Screenshot of the new IQA website

Website

What was said:

  • Do not have access to iqaquidditch.org
  • Originally believe it was hacked
  • The website was transferred from the IQA’s former Technology Manager into an unknown party’s hands through an auction
  • New website, iqasport.org

What was not said:

This is not a normal occurrence for any relatively important organisation, and indicates poor management by the IQA. Having the Technology Manager be the only person with top-level administrative access is a significant misstep, even when it doesn’t end as badly as it has in the IQA’s case. Control of the domain should have always been in the hands of the trustees or executive director. As it stands, the IQA has no control over the www.iqaquidditch.org domain, cannot take it down, and cannot effectively warn people about any revenue generating links present on the site. Through the trustee minutes, the IQA has hinted at litigation against the former volunteer, and has attempted to exert public pressure on them.

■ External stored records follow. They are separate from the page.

use std::time::{Duration, Instant};

use crate::events::{EventEmitter, Listener};

/// Name of the event emitted once per display refresh while the clock runs
pub const TICK: &str = "tick";

/// Per-frame driver
///
/// The clock starts running as soon as it is created. [`refresh`](Clock::refresh)
/// is called on every display refresh regardless of state; it only emits while
/// running, so `start` after `stop` resumes on the very next refresh.
#[derive(Debug)]
pub struct Clock {
    events: EventEmitter,
    running: bool,
    start_time: Instant,
    frames: u64,
}

impl Clock {
    pub fn new() -> Self {
        Self {
            events: EventEmitter::new(),
            running: true,
            start_time: Instant::now(),
            frames: 0,
        }
    }

    pub fn on(&mut self, event: &str, callback: impl Fn() + 'static) -> Listener {
        self.events.on(event, callback)
    }

    pub fn remove(&mut self, event: &str, listener: &Listener) -> bool {
        self.events.remove(event, listener)
    }

    pub fn emit(&self, event: &str) {
        self.events.emit(event);
    }

    /// Display-refresh callback
    pub fn refresh(&mut self) {
        if self.running {
            self.frames = self.frames.wrapping_add(1);
            self.events.emit(TICK);
        }
    }

    pub fn start(&mut self) {
        if !self.running {
            log::debug!("clock started");
        }
        self.running = true;
    }

    pub fn stop(&mut self) {
        if self.running {
            log::debug!("clock stopped");
        }
        self.running = false;
    }

    pub fn is_running(&self) -> bool {
        self.running
    }

    /// Number of ticks emitted so far
    pub fn frames(&self) -> u64 {
        self.frames
    }

    /// Wall-clock time since construction, unaffected by `stop`/`start`
    pub fn elapsed_time(&self) -> Duration {
        self.start_time.elapsed()
    }
}

impl Default for Clock {
    fn default() -> Self {
        Self::new()
    }
}

#[cfg(test)]
mod tests {
    use super::*;
    use std::cell::Cell;
    use std::rc::Rc;

    fn counting_clock() -> (Clock, Rc<Cell<u32>>) {
        let ticks = Rc::new(Cell::new(0));
        let mut clock = Clock::new();
        let counter = ticks.clone();
        clock.on(TICK, move || counter.set(counter.get() + 1));
        (clock, ticks)
    }

    #[test]
    fn test_clock_starts_running() {
        let (mut clock, ticks) = counting_clock();
        assert!(clock.is_running());
        clock.refresh();
        assert_eq!(ticks.get(), 1);
    }

    #[test]
    fn test_stopped_clock_does_not_tick() {
        let (mut clock, ticks) = counting_clock();
        clock.stop();
        for _ in 0..10 {
            clock.refresh();
        }
        assert_eq!(ticks.get(), 0);
        assert_eq!(clock.frames(), 0);
    }

    #[test]
    fn test_start_resumes_on_next_refresh() {
        let (mut clock, ticks) = counting_clock();
        clock.stop();
        clock.refresh();
        clock.start();
        clock.refresh();
        assert_eq!(ticks.get(), 1);
    }

    #[test]
    fn test_start_and_stop_are_idempotent() {
        let (mut clock, ticks) = counting_clock();
        clock.start();
        clock.start();
        clock.refresh();
        clock.stop();
        clock.stop();
        clock.refresh();
        clock.start();
        clock.refresh();
        assert_eq!(ticks.get(), 2);
        assert_eq!(clock.frames(), 2);
    }

    #[test]
    fn test_removed_listener_stops_ticking() {
        let ticks = Rc::new(Cell::new(0));
        let mut clock = Clock::new();
        let counter = ticks.clone();
        let listener = clock.on(TICK, move || counter.set(counter.get() + 1));
        clock.refresh();
        assert!(clock.remove(TICK, &listener));
        clock.refresh();
        assert_eq!(ticks.get(), 1);
    }

    #[test]
    fn test_elapsed_time_ignores_stop() {
        let mut clock = Clock::new();
        let before = clock.elapsed_time();
        clock.stop();
        std::thread::sleep(Duration::from_millis(5));
        assert!(clock.elapsed_time() > before);
        assert!(clock.elapsed_time() >= Duration::from_millis(5));
    }
}
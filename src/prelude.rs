//! # Sketch Engine Prelude
//!
//! Commonly used types in one import:
//!
//! ```rust
//! use sketch_engine::prelude::*;
//! ```

// Re-export core application types
pub use crate::app::{AppConfig, Sketch, SketchApp};
pub use crate::engine::{Engine, EngineConfig};
pub use crate::time::{Clock, TICK};

// Re-export graphics and scene types
pub use crate::gfx::{
    Camera, CameraConfig, CameraKind, Controls, ControlsConfig, DrawableObject, GeometryDesc,
    ObjectAttributes, Picker, PickerCallbacks, Program, Scene, SceneConfig, Texture, Transforms,
    TransformsConfig,
};
pub use crate::gfx::backend::UniformValue;

// Re-export errors
pub use crate::error::{AssetError, GpuError, SceneError};

// Re-export common external dependencies
pub use cgmath::{Deg, InnerSpace, Rad, Vector3, Zero};
pub use winit::event::WindowEvent;
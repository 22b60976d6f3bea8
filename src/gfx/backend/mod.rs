//! # GPU Backend
//!
//! Every engine component reaches the GPU through [`RenderBackend`]. The trait is
//! deliberately shaped like an immediate-mode graphics API: programs expose
//! attribute and uniform locations by name, buffers are uploaded once, and draw
//! calls are issued against whatever program and render target are current.
//!
//! Two implementations ship with the crate:
//!
//! - [`WgpuBackend`] renders to a window surface through wgpu
//! - [`HeadlessBackend`] keeps everything in memory and records draw calls, which
//!   is what the unit tests run against
//!
//! Shaders are WGSL. Reflection rules shared by both backends live in [`reflect`].

pub mod headless;
pub mod reflect;
pub mod wgpu_backend;

pub use headless::HeadlessBackend;
pub use wgpu_backend::WgpuBackend;

use crate::error::GpuError;

macro_rules! handle {
    ($(#[$meta:meta])* $name:ident) => {
        $(#[$meta])*
        #[derive(Debug, Clone, Copy, PartialEq, Eq, Hash, PartialOrd, Ord)]
        pub struct $name(pub(crate) u32);

        impl $name {
            /// Raw id, scoped to the backend that created it
            pub fn id(self) -> u32 {
                self.0
            }
        }
    };
}

handle!(
    /// A compiled and linked shader program
    ProgramId
);
handle!(
    /// A vertex or index buffer
    BufferId
);
handle!(
    /// A set of vertex streams bound to attribute locations
    VertexArrayId
);
handle!(
    /// A sampled 2D RGBA texture
    TextureId
);
handle!(
    /// An offscreen color + depth target
    RenderTargetId
);

/// Location of a vertex attribute in a program
#[derive(Debug, Clone, Copy, PartialEq, Eq, Hash)]
pub struct AttributeLocation(pub u32);

/// Location of a uniform in a program
#[derive(Debug, Clone, Copy, PartialEq, Eq, Hash)]
pub enum UniformLocation {
    /// Byte offset of a member inside the program's uniform block
    Block { offset: u32 },
    /// Binding slot of a texture in group 1; set it with [`UniformValue::Int`]
    /// holding the texture unit, like a sampler uniform
    Texture { binding: u32 },
}

/// Buffer usage
#[derive(Debug, Clone, Copy, PartialEq, Eq)]
pub enum BufferKind {
    /// Tightly packed `f32` components
    Vertex,
    /// `u32` indices
    Index,
}

/// One non-interleaved vertex stream feeding an attribute
#[derive(Debug, Clone, Copy, PartialEq, Eq)]
pub struct VertexStream {
    pub location: AttributeLocation,
    pub buffer: BufferId,
    /// Number of `f32` components per vertex (1..=4)
    pub components: u32,
}

/// Value written through [`RenderBackend::set_uniform`]
#[derive(Debug, Clone, Copy, PartialEq)]
pub enum UniformValue {
    Float(f32),
    Int(i32),
    Bool(bool),
    Vec2([f32; 2]),
    Vec3([f32; 3]),
    Vec4([f32; 4]),
    /// Column-major
    Mat3([[f32; 3]; 3]),
    /// Column-major
    Mat4([[f32; 4]; 4]),
}

impl UniformValue {
    /// Bytes laid out as WGSL expects them inside a uniform block.
    ///
    /// `mat3x3<f32>` columns are padded to 16 bytes; `bool` uploads as a `u32`.
    pub fn to_block_bytes(&self) -> Vec<u8> {
        match self {
            UniformValue::Float(v) => v.to_le_bytes().to_vec(),
            UniformValue::Int(v) => v.to_le_bytes().to_vec(),
            UniformValue::Bool(v) => (*v as u32).to_le_bytes().to_vec(),
            UniformValue::Vec2(v) => bytemuck::cast_slice(&v[..]).to_vec(),
            UniformValue::Vec3(v) => bytemuck::cast_slice(&v[..]).to_vec(),
            UniformValue::Vec4(v) => bytemuck::cast_slice(&v[..]).to_vec(),
            UniformValue::Mat3(m) => {
                let mut bytes = Vec::with_capacity(48);
                for column in m {
                    bytes.extend_from_slice(bytemuck::cast_slice(&column[..]));
                    bytes.extend_from_slice(&0f32.to_le_bytes());
                }
                bytes
            }
            UniformValue::Mat4(m) => bytemuck::cast_slice(&m[..]).to_vec(),
        }
    }
}

/// Immediate-mode GPU interface used by every engine component
///
/// Methods take `&self`; implementations keep their mutable state behind interior
/// mutability, the same way wgpu's own `Device` and `Queue` do. The engine is
/// single-threaded, so `RefCell` is enough.
pub trait RenderBackend {
    /// Compiles both WGSL sources and links them into a program
    fn compile_program(&self, vertex: &str, fragment: &str) -> Result<ProgramId, GpuError>;

    fn attribute_location(&self, program: ProgramId, name: &str) -> Option<AttributeLocation>;

    fn uniform_location(&self, program: ProgramId, name: &str) -> Option<UniformLocation>;

    /// Makes `program` current for `set_uniform` and `draw_indexed`
    fn use_program(&self, program: ProgramId);

    fn delete_program(&self, program: ProgramId);

    fn create_buffer(&self, kind: BufferKind, contents: &[u8]) -> BufferId;

    fn delete_buffer(&self, buffer: BufferId);

    fn create_vertex_array(&self, program: ProgramId, streams: &[VertexStream]) -> VertexArrayId;

    fn delete_vertex_array(&self, vertex_array: VertexArrayId);

    /// Uploads tightly packed RGBA8 pixels as a 2D texture
    fn create_texture(&self, width: u32, height: u32, rgba: &[u8]) -> TextureId;

    fn delete_texture(&self, texture: TextureId);

    /// Binds `texture` to a texture unit; programs read units through their
    /// texture uniforms
    fn bind_texture(&self, unit: u32, texture: Option<TextureId>);

    /// Allocates an RGBA8 color target with a matching depth buffer
    fn create_render_target(&self, width: u32, height: u32) -> RenderTargetId;

    /// Reallocates the color and depth storage of `target` at a new size
    fn resize_render_target(&self, target: RenderTargetId, width: u32, height: u32);

    fn delete_render_target(&self, target: RenderTargetId);

    /// Redirects subsequent clears and draws; `None` renders to the canvas
    fn bind_render_target(&self, target: Option<RenderTargetId>);

    /// Reads one pixel back from `target`; the origin is the top-left corner
    fn read_pixel(&self, target: RenderTargetId, x: u32, y: u32) -> Result<[u8; 4], GpuError>;

    /// Writes a uniform of the current program
    fn set_uniform(&self, location: UniformLocation, value: UniformValue);

    /// Clears color and depth of the bound target
    fn clear(&self, color: [f32; 4]);

    /// Draws `count` indices as a triangle list with the current program
    fn draw_indexed(&self, vertex_array: VertexArrayId, index_buffer: BufferId, count: u32);

    /// Size of the canvas in pixels
    fn canvas_size(&self) -> (u32, u32);
}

Without a website under its control, the IQA fasttracked the release of its new website on the www.iqasport.org domain. From the basic layout, to the barely differentiated colours of green for section headers and links, it readily admits that this is not a fully finished site. It will be important to the IQA to put up a strong public face, while making sure its branding and content are quickly removed from the previous domain.

Conclusion

The IQA Annual Report presents both positives and negatives. The IQA is making strides by presenting this relatively full and honest account of where it stands. There are still unanswered questions and substantial issues that the IQA will have to deal with going forward. This report, along with the release of the Board of Trustee minutes on the website, show that the IQA is starting to open its doors and trying to welcome in the community. Like the community survey stated, the quidditch community wants more transparency. These are just glimpses into the IQA and, while they do not fix the organisation, this is the most thorough overview on the state of the current IQA to date.

David Sager and Nathan Ross contributed reporting.

Editor’s Note: After publication IQA Executive Director Rebecca Alley has informed us that the IQA is pursuing a DMCA takedown of the former IQA domain name.